Two South Korean envoys left for Washington yesterday to brief US officials on their landmark visit to Pyongyang and the North’s offer to talk about giving up its nuclear arsenal. Chung Eui-yong, head of Seoul’s National Security Office, will meet top US officials including National Security Adviser HR McMaster and Secretary of State Rex Tillerson, Yonhap news agency said.
 “We have a separate message from North Korea for the US,” Chung told journalists after revealing details of his meeting with the North’s leader Kim Jong-un. In a surprising turnaround, Kim said – as relayed by Seoul – that the North wanted to talk to the US and would not need nuclear weapons if the country’s security was guaranteed. 
 The two Koreas also agreed to hold a third inter-Korean summit in late April at the southern side of the border truce village of Panmunjom.
 Chung was accompanied by Suh Hoon, the chief of South Korea’s spy agency, the National Intelligence Service, who was also part of the delegation to Pyongyang.
 After Washington, Chung will later visit China and Russia to brief officials, while Suh will travel to Japan.
 The three countries, along with the US, are involved in six-party talks on ending North Korea’s nuclear drive which have stalled since 2008.
 US President Donald Trump welcomed this week’s developments as “very positive” and said the North’s talks offer appeared to be “sincere”, adding: “We’ll soon find out.” The Dong-A Ilbo newspaper quoted an unidentified senior official of the presidential Blue House saying that Kim had not made any specific “give-and-take style” demands concerning dialogue with the US. “He is apparently drawing a big picture,” the official was quoted as saying.
 “Kim has expressed his willingness to make his country a normal state” instead of a pariah state under sanctions, he added. Analyst Cheong Seong-chang of the Sejong Institute said the landmark visit to Pyongyang had provided “key momentum” to contain the North’s nuclear and missile threats, prevent conflict on the Korean peninsula and and start building trust. “However, the path toward denuclearisation will be very rough,” he said, forecasting that the North would continue missile production this year even if it stops nuclear and rocket tests.
 And he added: “Even if an agreement is reached on freezing the North’s nuclear programmes, complete verification would be next to impossible.”

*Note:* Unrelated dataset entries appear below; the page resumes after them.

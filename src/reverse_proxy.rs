//! Single-host HTTP reverse proxy with hop-by-hop header handling.

use http::{HeaderValue, Request, Response, StatusCode, Uri, Version, header::HOST};
use std::sync::Arc;
use tracing::{error, warn};

use crate::client::{ClientBehavior, HttpClient, default_client};
use crate::context::{ProxyBody, RequestContext, empty_body};
use crate::error::{BoxError, ProxyError};
use crate::forwarded::append_forwarded_headers;
use crate::headers::{HeaderSanitizer, HopHeaders};
use crate::path::join_url_path;
use crate::pool::HeaderPool;

/// Rewrites the outbound request before it is sent to the backend.
pub type Director = Arc<dyn Fn(&mut Request<ProxyBody>) + Send + Sync>;

/// Inspects or edits the backend response. An error is handed to the
/// [`ErrorHandler`].
pub type ModifyResponse =
    Arc<dyn Fn(&mut Response<ProxyBody>) -> Result<(), BoxError> + Send + Sync>;

/// Writes the caller's response when the backend call or the response
/// modifier fails.
pub type ErrorHandler = Arc<dyn Fn(&mut RequestContext, &ProxyError) + Send + Sync>;

/// Forwards requests to one backend address.
pub struct ReverseProxy {
    target: String,
    client: Arc<dyn HttpClient>,
    client_behavior: ClientBehavior,
    transfer_trailer: bool,
    save_origin_response_header: bool,
    director: Option<Director>,
    modify_response: Option<ModifyResponse>,
    error_handler: Option<ErrorHandler>,
    sanitizer: HeaderSanitizer,
    header_pool: HeaderPool,
}

impl std::fmt::Debug for ReverseProxy {
    fn fmt(&self, f: &mut std::fmt::Formatter<'_>) -> std::fmt::Result {
        f.debug_struct("ReverseProxy")
            .field("target", &self.target)
            .field("client_behavior", &self.client_behavior)
            .field("transfer_trailer", &self.transfer_trailer)
            .field("save_origin_response_header", &self.save_origin_response_header)
            .field("sanitizer", &self.sanitizer)
            .finish_non_exhaustive()
    }
}

impl ReverseProxy {
    /// Proxy to `target`, e.g. `http://127.0.0.1:9000/base?k=v`. The inbound
    /// path is joined onto the target path and both queries are kept.
    #[must_use]
    pub fn new(target: impl Into<String>) -> Self {
        let target = target.into();
        Self {
            director: Some(single_host_director(target.clone())),
            target,
            client: Arc::new(default_client()),
            client_behavior: ClientBehavior::default(),
            transfer_trailer: false,
            save_origin_response_header: false,
            modify_response: None,
            error_handler: None,
            sanitizer: HeaderSanitizer::default(),
            header_pool: HeaderPool::new(),
        }
    }

    #[must_use]
    pub fn target(&self) -> &str {
        &self.target
    }

    /// The current director, for wrapping in a custom one.
    #[must_use]
    pub fn director(&self) -> Option<Director> {
        self.director.clone()
    }

    pub fn set_director(&mut self, director: impl Fn(&mut Request<ProxyBody>) + Send + Sync + 'static) {
        self.director = Some(Arc::new(director));
    }

    pub fn set_client(&mut self, client: Arc<dyn HttpClient>) {
        self.client = client;
    }

    pub fn set_client_behavior(&mut self, behavior: ClientBehavior) {
        self.client_behavior = behavior;
    }

    pub fn set_modify_response(
        &mut self,
        modify: impl Fn(&mut Response<ProxyBody>) -> Result<(), BoxError> + Send + Sync + 'static,
    ) {
        self.modify_response = Some(Arc::new(modify));
    }

    pub fn set_error_handler(
        &mut self,
        handler: impl Fn(&mut RequestContext, &ProxyError) + Send + Sync + 'static,
    ) {
        self.error_handler = Some(Arc::new(handler));
    }

    /// Forward `Trailer` when the caller sent `Te: trailers`.
    pub fn set_transfer_trailer(&mut self, transfer_trailer: bool) {
        self.transfer_trailer = transfer_trailer;
    }

    /// Keep headers already set on the context's response and add them to
    /// the backend response.
    pub fn set_save_origin_response_header(&mut self, save: bool) {
        self.save_origin_response_header = save;
    }

    pub fn set_hop_headers(&mut self, hop_headers: HopHeaders) {
        self.sanitizer = HeaderSanitizer::new(hop_headers);
    }

    /// Proxies `ctx.request` and leaves the result in `ctx.response`.
    #[tracing::instrument(
        skip_all,
        fields(method = %ctx.request.method(), path = %ctx.request.uri().path(), target = %self.target)
    )]
    pub async fn serve_http(&self, ctx: &mut RequestContext) {
        let saved = self.save_origin_response_header.then(|| {
            let mut saved = self.header_pool.acquire();
            for (name, value) in ctx.response.headers() {
                saved.append(name.clone(), value.clone());
            }
            saved
        });

        if let Some(director) = &self.director {
            director(&mut ctx.request);
        }

        *ctx.request.version_mut() = Version::HTTP_11;
        let keep_trailer = self
            .sanitizer
            .sanitize_request(ctx.request.headers_mut(), self.transfer_trailer);
        let client_ip = ctx.remote_addr().ip();
        let scheme = ctx.scheme().clone();
        append_forwarded_headers(ctx.request.headers_mut(), client_ip, &scheme);

        let outbound = detach_request(&mut ctx.request);
        let response = match self.client_behavior.send(self.client.as_ref(), outbound).await {
            Ok(response) => response,
            Err(err) => {
                let err = ProxyError::from(err);
                error!(uri = %ctx.request.uri(), error = %err, "Backend request failed");
                self.handle_error(ctx, &err);
                return;
            }
        };

        ctx.response = response;
        if let Some(saved) = saved {
            for (name, value) in saved.iter() {
                ctx.response.headers_mut().append(name.clone(), value.clone());
            }
        }
        self.sanitizer
            .sanitize_response(ctx.response.headers_mut(), keep_trailer);

        if let Some(modify) = &self.modify_response {
            if let Err(source) = modify(&mut ctx.response) {
                let err = ProxyError::ModifyResponse(source);
                error!(error = %err, "Response modifier failed");
                self.handle_error(ctx, &err);
            }
        }
    }

    fn handle_error(&self, ctx: &mut RequestContext, err: &ProxyError) {
        match &self.error_handler {
            Some(handler) => handler(ctx, err),
            None => *ctx.response.status_mut() = StatusCode::BAD_GATEWAY,
        }
    }
}

/// Takes the request out for sending and leaves its head behind, so error
/// handlers still see what was attempted.
fn detach_request(request: &mut Request<ProxyBody>) -> Request<ProxyBody> {
    let mut head = Request::new(empty_body());
    *head.method_mut() = request.method().clone();
    *head.uri_mut() = request.uri().clone();
    *head.version_mut() = request.version();
    *head.headers_mut() = request.headers().clone();
    std::mem::replace(request, head)
}

fn single_host_director(target: String) -> Director {
    Arc::new(move |request: &mut Request<ProxyBody>| {
        let host = request
            .uri()
            .authority()
            .map(|authority| authority.as_str().to_owned())
            .or_else(|| {
                request
                    .headers()
                    .get(HOST)
                    .and_then(|value| value.to_str().ok())
                    .map(str::to_owned)
            })
            .unwrap_or_default();

        let joined = join_url_path(&target, &host, request.uri().path(), request.uri().query());
        let absolute = if joined.contains("://") {
            joined
        } else {
            format!("http://{joined}")
        };

        match absolute.parse::<Uri>() {
            Ok(uri) => {
                if let Some(authority) = uri.authority() {
                    if let Ok(value) = HeaderValue::from_str(authority.as_str()) {
                        request.headers_mut().insert(HOST, value);
                    }
                }
                *request.uri_mut() = uri;
            }
            Err(e) => warn!(uri = %absolute, error = %e, "Cannot build backend URI"),
        }
    })
}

China wants US, N Korea to hold talks ‘sooner rather than later’


China wants the United States and North Korea to engage in dialogue “sooner rather than later” and move toward establishing a peace mechanism, the country’s Foreign Minister Wang Yi said yesterday. “The Korean Peninsula issue has finally taken an important step in the right direction,” Wang told journalists on the sidelines of the National People’s Congress, China’s annual parliamentary session.
On Tuesday, the South Korean government announced President Moon Jae-in and North Korean leader Kim Jong-un are set to hold a summit in April. It will be just the third time in history that the countries’ leaders have met. China “fully commends and supports” the steps taken by the two countries and calls on the US and North Korea “to engage in dialogue sooner rather than later” and move to set up a peace-establishing mechanism, Wang said.
The easing in the Korean conflict shows that China’s “suspension-for-suspension” plan has worked, Wang said. China has been proposing that the US and South Korea halt their war games, directed at the North, in exchange for Pyongyang suspending its nuclear and missile programmes. Nevertheless, the diplomatic process “will be clouded by various interferences,” according to Wang.
“All must demonstrate political courage and make a political decision,” Wang said. “We must not let the opportunity slip by.” Regarding a potential trade war with the US, Wang said it “is never the right solution,” however, Beijing is prepared to administer “the necessary and justified response.” The world’s two largest economies “should strive to be partners in cooperation,” Wang said.
Last week, US President Donald Trump drew criticism from Beijing after he promised to impose tariffs on steel and aluminium imports.